Overview of Germany’s tax landscape
Primary tax form for residents | German individual tax return (Einkommensteuererklärung). |
Tax year | January 1 – December 31 |
Tax due date | July 31 (extensions possible with a tax advisor). |
Criteria for tax residency | Reside in Germany or spend more than 183 days a year in Germany. |
US tax filing requirements | Must file Form 1040 and report worldwide income. |
Eligibility for FEIE | Qualify under the physical presence or bona fide residence test. |
Methods of Double Tax Relief | Through the tax treaty between the US and Germany and foreign tax credits. |
Tax residency for dual citizens | Subject to both US and German tax, but the treaty prevents double taxation. |
Estate and inheritance tax | Germany has an inheritance tax and US estate tax may also apply. |
Overview of local tax rates | Progressive rates up to 45% plus solidarity surcharge. |
Do US expats need to file for taxes in Germany?

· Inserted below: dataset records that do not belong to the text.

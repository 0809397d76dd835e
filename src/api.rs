// 🌐 Read-only JSON API over the catalog, plus the single-page front-end
//
// The catalog is immutable after load, so handlers share it through an `Arc`
// without locking. Filtering runs per request through the same pure engine the
// terminal front-end uses.

use crate::catalog::Catalog;
use crate::filter::{filter_places, FilterState};
use crate::links::PlaceLinks;
use crate::palette::{badge_style, BadgeStyle};
use crate::place::Place;
use crate::stats::{CatalogStats, HERO_HEADLINES};
use axum::{
    extract::{Path, Query, State},
    http::StatusCode,
    response::{Html, IntoResponse, Json, Response},
    routing::get,
    Router,
};
use serde::{Deserialize, Serialize};
use std::sync::Arc;
use tower_http::cors::CorsLayer;
use tower_http::trace::TraceLayer;
use tracing::debug;

/// Shared application state
#[derive(Clone)]
pub struct AppState {
    catalog: Arc<Catalog>,
}

impl AppState {
    pub fn new(catalog: Catalog) -> Self {
        AppState {
            catalog: Arc::new(catalog),
        }
    }
}

/// API Response wrapper
#[derive(Serialize)]
struct ApiResponse<T> {
    success: bool,
    data: Option<T>,
    #[serde(skip_serializing_if = "Option::is_none")]
    error: Option<String>,
}

impl<T: Serialize> ApiResponse<T> {
    fn ok(data: T) -> Response {
        let body = ApiResponse {
            success: true,
            data: Some(data),
            error: None,
        };
        (StatusCode::OK, Json(body)).into_response()
    }
}

fn not_found(message: String) -> Response {
    let body: ApiResponse<()> = ApiResponse {
        success: false,
        data: None,
        error: Some(message),
    };
    (StatusCode::NOT_FOUND, Json(body)).into_response()
}

/// Query string of `GET /api/places`; absent fields mean "no constraint"
#[derive(Debug, Default, Deserialize)]
pub struct PlacesQuery {
    #[serde(default)]
    pub district: Option<String>,
    #[serde(default, rename = "type")]
    pub place_type: Option<String>,
    #[serde(default)]
    pub q: Option<String>,
}

impl PlacesQuery {
    fn filter_state(&self) -> FilterState {
        FilterState::new(
            self.district.as_deref().unwrap_or_default(),
            self.place_type.as_deref().unwrap_or_default(),
            self.q.as_deref().unwrap_or_default(),
        )
    }
}

/// Place plus the presentation fields the page needs
#[derive(Serialize)]
struct PlaceResponse<'a> {
    #[serde(flatten)]
    place: &'a Place,
    state_name: &'static str,
    display_image: &'a str,
    badge: BadgeStyle,
}

impl<'a> From<&'a Place> for PlaceResponse<'a> {
    fn from(place: &'a Place) -> Self {
        PlaceResponse {
            place,
            state_name: place.state.name(),
            display_image: place.display_image(),
            badge: badge_style(place.place_type),
        }
    }
}

#[derive(Serialize)]
struct PlacesResponse<'a> {
    summary: String,
    count: usize,
    places: Vec<PlaceResponse<'a>>,
}

#[derive(Serialize)]
struct PlaceDetailResponse<'a> {
    place: PlaceResponse<'a>,
    links: PlaceLinks,
}

#[derive(Serialize)]
struct StatsResponse {
    catalog: CatalogStats,
    headlines: Vec<Headline>,
}

#[derive(Serialize)]
struct Headline {
    value: &'static str,
    caption: &'static str,
}

#[derive(Serialize)]
struct FiltersResponse {
    districts: Vec<String>,
    types: Vec<String>,
}

// ============================================================================
// API Handlers
// ============================================================================

/// GET /api/health - Health check
async fn health_check() -> Response {
    ApiResponse::ok("OK")
}

/// GET /api/places - Filtered places in catalog order
async fn list_places(State(state): State<AppState>, Query(query): Query<PlacesQuery>) -> Response {
    let filter = query.filter_state();
    let visible = filter_places(state.catalog.places(), &filter);
    debug!(visible = visible.len(), ?filter, "places filtered");

    ApiResponse::ok(PlacesResponse {
        summary: filter.describe(visible.len()),
        count: visible.len(),
        places: visible.into_iter().map(PlaceResponse::from).collect(),
    })
}

/// GET /api/places/:id - One place with its links
async fn get_place(State(state): State<AppState>, Path(id): Path<String>) -> Response {
    match state.catalog.get(&id) {
        Some(place) => ApiResponse::ok(PlaceDetailResponse {
            place: PlaceResponse::from(place),
            links: PlaceLinks::for_place(place),
        }),
        None => not_found(format!("place '{}' not found", id)),
    }
}

/// GET /api/places/:id/links - Directions, map, website and phone links
async fn get_place_links(State(state): State<AppState>, Path(id): Path<String>) -> Response {
    match state.catalog.get(&id) {
        Some(place) => ApiResponse::ok(PlaceLinks::for_place(place)),
        None => not_found(format!("place '{}' not found", id)),
    }
}

/// GET /api/stats - Catalog counts and hero headline figures
async fn get_stats(State(state): State<AppState>) -> Response {
    ApiResponse::ok(StatsResponse {
        catalog: CatalogStats::compute(state.catalog.places()),
        headlines: HERO_HEADLINES
            .iter()
            .map(|&(value, caption)| Headline { value, caption })
            .collect(),
    })
}

/// GET /api/filters - Selector options, sentinels first
async fn get_filters(State(state): State<AppState>) -> Response {
    ApiResponse::ok(FiltersResponse {
        districts: state.catalog.district_options(),
        types: Catalog::type_options(),
    })
}

/// GET / - Serve index.html
async fn serve_index() -> impl IntoResponse {
    Html(include_str!("../web/index.html"))
}

pub fn router(state: AppState) -> Router {
    let api_routes = Router::new()
        .route("/health", get(health_check))
        .route("/places", get(list_places))
        .route("/places/:id", get(get_place))
        .route("/places/:id/links", get(get_place_links))
        .route("/stats", get(get_stats))
        .route("/filters", get(get_filters))
        .with_state(state);

    Router::new()
        .route("/", get(serve_index))
        .nest("/api", api_routes)
        .layer(CorsLayer::permissive())
        .layer(TraceLayer::new_for_http())
}

#[cfg(test)]
mod tests {
    use super::*;
    use axum::body::{to_bytes, Body};
    use axum::http::Request;
    use serde_json::Value;
    use tower::ServiceExt;

    fn app() -> Router {
        router(AppState::new(Catalog::builtin().unwrap()))
    }

    async fn get_json(uri: &str) -> (StatusCode, Value) {
        let response = app()
            .oneshot(Request::builder().uri(uri).body(Body::empty()).unwrap())
            .await
            .unwrap();
        let status = response.status();
        let bytes = to_bytes(response.into_body(), usize::MAX).await.unwrap();
        (status, serde_json::from_slice(&bytes).unwrap())
    }

    #[tokio::test]
    async fn test_health() {
        let (status, body) = get_json("/api/health").await;
        assert_eq!(status, StatusCode::OK);
        assert_eq!(body["data"], "OK");
    }

    #[tokio::test]
    async fn test_places_unfiltered_returns_catalog() {
        let total = Catalog::builtin().unwrap().len();
        let (status, body) = get_json("/api/places").await;
        assert_eq!(status, StatusCode::OK);
        assert_eq!(body["data"]["count"], total);
        assert_eq!(body["data"]["summary"], format!("Showing {} places", total));
    }

    #[tokio::test]
    async fn test_places_filtered_by_type_and_query() {
        let (_, body) = get_json("/api/places?district=All%20Districts&type=Mosque&q=mecca").await;
        let places = body["data"]["places"].as_array().unwrap();
        assert!(!places.is_empty());
        for place in places {
            assert_eq!(place["type"], "Mosque");
            assert!(place["badge"]["css"].as_str().unwrap().contains("green"));
        }
    }

    #[tokio::test]
    async fn test_place_detail_and_missing() {
        let (status, body) = get_json("/api/places/tirumala-venkateswara").await;
        assert_eq!(status, StatusCode::OK);
        assert_eq!(
            body["data"]["links"]["directions"],
            "https://www.google.com/maps/dir//13.6833,79.3474"
        );

        let (status, body) = get_json("/api/places/nowhere").await;
        assert_eq!(status, StatusCode::NOT_FOUND);
        assert_eq!(body["success"], false);
    }

    #[tokio::test]
    async fn test_filters_start_with_sentinels() {
        let (_, body) = get_json("/api/filters").await;
        assert_eq!(body["data"]["districts"][0], "All Districts");
        assert_eq!(body["data"]["types"][0], "All Types");
    }

    #[tokio::test]
    async fn test_index_page_ignores_stale_results_and_inline_handlers() {
        let response = app()
            .oneshot(Request::builder().uri("/").body(Body::empty()).unwrap())
            .await
            .unwrap();
        assert_eq!(response.status(), StatusCode::OK);

        let bytes = to_bytes(response.into_body(), usize::MAX).await.unwrap();
        let page = String::from_utf8(bytes.to_vec()).unwrap();
        assert!(page.contains("if (request !== latestRequest) return;"));
        assert!(page.contains(r#"data-url="${esc(links.phone)}""#));
        assert!(!page.contains("onclick="));
    }
}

By default they need to. However, if your only stream of income is employee wages, then you don’t need to file an individual tax return — taxes will be withheld automatically, the money you’ll get will be after-tax.
But if you:
- Are self-employed
- Receive multiple income streams
- Benefit from foreign assets
… then you have to file a tax return according to German tax laws. That is, after determining whether you qualify as a resident or a non-resident.
Resident vs. non-resident of Germany
When preparing for US taxes while living in Germany, it's important to determine whether you are classified as a resident or non-resident of Germany. This classification directly affects how much tax you'll owe - both in Germany and the US - as well as the types of deductions and exclusions available to you as an expat.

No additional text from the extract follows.